MATERIAL PROVIDED:
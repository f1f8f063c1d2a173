//! # Fabriq Models
//!
//! Domain models and DTOs for the Fabriq API.
//!
//! - [`users`]: User entity, database row type, and user-management DTOs
//! - [`roles`]: Role catalog DTOs for the permission-editing grid

pub mod roles;
pub mod users;

pub use roles::RoleCatalogEntry;
pub use users::{User, UserRecord};
//! Coarse access gates built on the permission resolver.
//!
//! Two approaches are provided, matching how routes consume them:
//!
//! 1. Layer-based middleware via [`require_user_manager`], applied to the
//!    user-management router as a whole
//! 2. The extractor-based gate [`RequireUserManager`] for individual
//!    handlers (the role catalog)

use axum::{
    extract::{FromRequestParts, Request, State},
    http::request::Parts,
    middleware::Next,
    response::Response,
};

use fabriq_core::errors::AppError;

use crate::middleware::auth::AuthUser;
use crate::state::AppState;

/// Middleware that admits only users who may manage users (Super User or
/// Unit Head).
///
/// # Usage with axum::middleware::from_fn_with_state
///
/// ```rust,ignore
/// let protected = init_users_router()
///     .route_layer(middleware::from_fn_with_state(state.clone(), require_user_manager));
/// ```
pub async fn require_user_manager(
    State(state): State<AppState>,
    req: Request,
    next: Next,
) -> Result<Response, AppError> {
    let (mut parts, body) = req.into_parts();

    let auth_user = AuthUser::from_request_parts(&mut parts, &state).await?;

    if !auth_user.can_manage_users() {
        return Err(AppError::forbidden(
            "Access denied. User management requires Super User or Unit Head.".to_string(),
        ));
    }

    let req = Request::from_parts(parts, body);
    Ok(next.run(req).await)
}

/// Extractor that admits only users who may manage users.
///
/// ```rust,ignore
/// pub async fn handler(
///     RequireUserManager(auth_user): RequireUserManager,
/// ) -> Result<Json<Response>, AppError> {
///     // Only Super User and Unit Head reach this
/// }
/// ```
#[derive(Debug, Clone)]
pub struct RequireUserManager(pub AuthUser);

impl FromRequestParts<AppState> for RequireUserManager {
    type Rejection = AppError;

    async fn from_request_parts(
        parts: &mut Parts,
        state: &AppState,
    ) -> Result<Self, Self::Rejection> {
        let auth_user = AuthUser::from_request_parts(parts, state).await?;

        if !auth_user.can_manage_users() {
            return Err(AppError::forbidden(
                "Access denied. User management requires Super User or Unit Head.".to_string(),
            ));
        }

        Ok(RequireUserManager(auth_user))
    }
}

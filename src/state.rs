use sqlx::PgPool;

use fabriq_config::{CorsConfig, DatabaseConfig, JwtConfig};

use crate::db::init_db_pool;

#[derive(Clone, Debug)]
pub struct AppState {
    pub db: PgPool,
    pub jwt_config: JwtConfig,
    pub cors_config: CorsConfig,
}

pub async fn init_app_state() -> AppState {
    let database_config = DatabaseConfig::from_env();

    AppState {
        db: init_db_pool(&database_config).await,
        jwt_config: JwtConfig::from_env(),
        cors_config: CorsConfig::from_env(),
    }
}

TASK DETAILS:
Your task is to copy all of the entries exactly.

SOLUTION:
repository f1f8f063c1d2a173
//! # Fabriq Models
//!
//! Domain models and DTOs for the Fabriq API.
//!
//! - [`users`]: User entity, database row type, and user-management DTOs
//! - [`roles`]: Role catalog DTOs for the permission-editing grid

pub mod roles;
pub mod users;

pub use roles::RoleCatalogEntry;
pub use users::{User, UserRecord};
//! Coarse access gates built on the permission resolver.
//!
//! Two approaches are provided, matching how routes consume them:
//!
//! 1. Layer-based middleware via [`require_user_manager`], applied to the
//!    user-management router as a whole
//! 2. The extractor-based gate [`RequireUserManager`] for individual
//!    handlers (the role catalog)

use axum::{
    extract::{FromRequestParts, Request, State},
    http::request::Parts,
    middleware::Next,
    response::Response,
};

use fabriq_core::errors::AppError;

use crate::middleware::auth::AuthUser;
use crate::state::AppState;

/// Middleware that admits only users who may manage users (Super User or
/// Unit Head).
///
/// # Usage with axum::middleware::from_fn_with_state
///
/// ```rust,ignore
/// let protected = init_users_router()
///     .route_layer(middleware::from_fn_with_state(state.clone(), require_user_manager));
/// ```
pub async fn require_user_manager(
    State(state): State<AppState>,
    req: Request,
    next: Next,
) -> Result<Response, AppError> {
    let (mut parts, body) = req.into_parts();

    let auth_user = AuthUser::from_request_parts(&mut parts, &state).await?;

    if !auth_user.can_manage_users() {
        return Err(AppError::forbidden(
            "Access denied. User management requires Super User or Unit Head.".to_string(),
        ));
    }

    let req = Request::from_parts(parts, body);
    Ok(next.run(req).await)
}

/// Extractor that admits only users who may manage users.
///
/// ```rust,ignore
/// pub async fn handler(
///     RequireUserManager(auth_user): RequireUserManager,
/// ) -> Result<Json<Response>, AppError> {
///     // Only Super User and Unit Head reach this
/// }
/// ```
#[derive(Debug, Clone)]
pub struct RequireUserManager(pub AuthUser);

impl FromRequestParts<AppState> for RequireUserManager {
    type Rejection = AppError;

    async fn from_request_parts(
        parts: &mut Parts,
        state: &AppState,
    ) -> Result<Self, Self::Rejection> {
        let auth_user = AuthUser::from_request_parts(parts, state).await?;

        if !auth_user.can_manage_users() {
            return Err(AppError::forbidden(
                "Access denied. User management requires Super User or Unit Head.".to_string(),
            ));
        }

        Ok(RequireUserManager(auth_user))
    }
}

filename src/state.rs
use sqlx::PgPool;

use fabriq_config::{CorsConfig, DatabaseConfig, JwtConfig};

use crate::db::init_db_pool;

#[derive(Clone, Debug)]
pub struct AppState {
    pub db: PgPool,
    pub jwt_config: JwtConfig,
    pub cors_config: CorsConfig,
}

pub async fn init_app_state() -> AppState {
    let database_config = DatabaseConfig::from_env();

    AppState {
        db: init_db_pool(&database_config).await,
        jwt_config: JwtConfig::from_env(),
        cors_config: CorsConfig::from_env(),
    }
}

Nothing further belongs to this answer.